-- Directions for this task --
Where the string "enum" occurs in a line of the entries below, copy that line.

--- START ---

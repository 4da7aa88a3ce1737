use crate::error::CursorError;

/// Lifecycle of a single traversal
///
/// A cursor starts `BeforeStart`, moves through `At(0)`, `At(1)`, ... and ends
/// `Exhausted`. `Released` is terminal and reachable from every other state.
/// Indices are logical: they count elements produced by this cursor, not
/// slots of whatever storage backs the sequence.
#[derive(Debug, Copy, Clone, PartialEq, Eq)]
pub enum CursorState {
    /// Created, `advance()` not called yet
    BeforeStart,
    /// Positioned on the element with this logical index
    At(usize),
    /// Ran past the last element
    Exhausted,
    /// Released by the consumer
    Released,
}

impl CursorState {
    /// Step forward over a sequence holding `len` logical elements
    ///
    /// Exhaustion is sticky: stepping an `Exhausted` state stays `Exhausted`.
    pub fn next(self, len: usize) -> Result<Self, CursorError> {
        match self {
            CursorState::BeforeStart if len == 0 => Ok(CursorState::Exhausted),
            CursorState::BeforeStart => Ok(CursorState::At(0)),
            CursorState::At(index) if index + 1 >= len => Ok(CursorState::Exhausted),
            CursorState::At(index) => Ok(CursorState::At(index + 1)),
            CursorState::Exhausted => Ok(CursorState::Exhausted),
            CursorState::Released => Err(CursorError::Released),
        }
    }

    /// Logical index of the current element, or the reason there is none
    pub fn index(self) -> Result<usize, CursorError> {
        match self {
            CursorState::BeforeStart => Err(CursorError::NotStarted),
            CursorState::At(index) => Ok(index),
            CursorState::Exhausted => Err(CursorError::Exhausted),
            CursorState::Released => Err(CursorError::Released),
        }
    }

    pub fn has_current(self) -> bool {
        matches!(self, CursorState::At(_))
    }
}

/// Stateful forward-only walk over one sequence
///
/// A cursor is obtained from a [`Sequence`](crate::Sequence), advanced one
/// element at a time and released when the consumer is done with it. The
/// trait is object safe, so `Box<dyn Cursor<Element = E>>` can stand in for
/// any concrete cursor.
pub trait Cursor {
    /// The type of elements this cursor yields
    type Element;

    /// Move to the next element
    ///
    /// Returns `Ok(true)` when a new current element is available and
    /// `Ok(false)` once the end is reached; every later call also returns
    /// `Ok(false)`. Fails with [`CursorError::Released`] after `release()`.
    fn advance(&mut self) -> Result<bool, CursorError>;

    /// Get the element the cursor is positioned on
    ///
    /// Fails before the first successful `advance()`, after exhaustion and
    /// after release.
    fn current(&self) -> Result<Self::Element, CursorError>;

    /// Relinquish whatever the cursor holds
    ///
    /// Idempotent and infallible.
    fn release(&mut self);

    /// Where the cursor is in its lifecycle
    fn state(&self) -> CursorState;

    /// Logical index of the current element, if there is one
    fn index(&self) -> Option<usize> {
        self.state().index().ok()
    }

    fn is_exhausted(&self) -> bool {
        self.state() == CursorState::Exhausted
    }

    fn is_released(&self) -> bool {
        self.state() == CursorState::Released
    }
}

impl<C: Cursor + ?Sized> Cursor for &mut C {
    type Element = C::Element;

    fn advance(&mut self) -> Result<bool, CursorError> {
        (**self).advance()
    }

    fn current(&self) -> Result<Self::Element, CursorError> {
        (**self).current()
    }

    fn release(&mut self) {
        (**self).release()
    }

    fn state(&self) -> CursorState {
        (**self).state()
    }
}

impl<C: Cursor + ?Sized> Cursor for Box<C> {
    type Element = C::Element;

    fn advance(&mut self) -> Result<bool, CursorError> {
        (**self).advance()
    }

    fn current(&self) -> Result<Self::Element, CursorError> {
        (**self).current()
    }

    fn release(&mut self) {
        (**self).release()
    }

    fn state(&self) -> CursorState {
        (**self).state()
    }
}
//! HoundHub error types.

use thiserror::Error;

/// Errors that can occur across the HoundHub engine.
#[derive(Debug, Error)]
pub enum HoundHubError {
    #[error("Config error: {0}")]
    Config(String),

    #[error("Database error: {0}")]
    Db(#[from] rusqlite::Error),

    #[error("IO error: {0}")]
    Io(#[from] std::io::Error),

    #[error("Mail error: {0}")]
    Mail(String),

    #[error("Scheduler error: {0}")]
    Scheduler(String),

    #[error("Workflow error: {0}")]
    Workflow(String),
}

/// Result type alias for HoundHub operations.
pub type Result<T> = std::result::Result<T, HoundHubError>;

--- END ---

-- Completed exercise --
pub enum CursorState {
pub enum HoundHubError {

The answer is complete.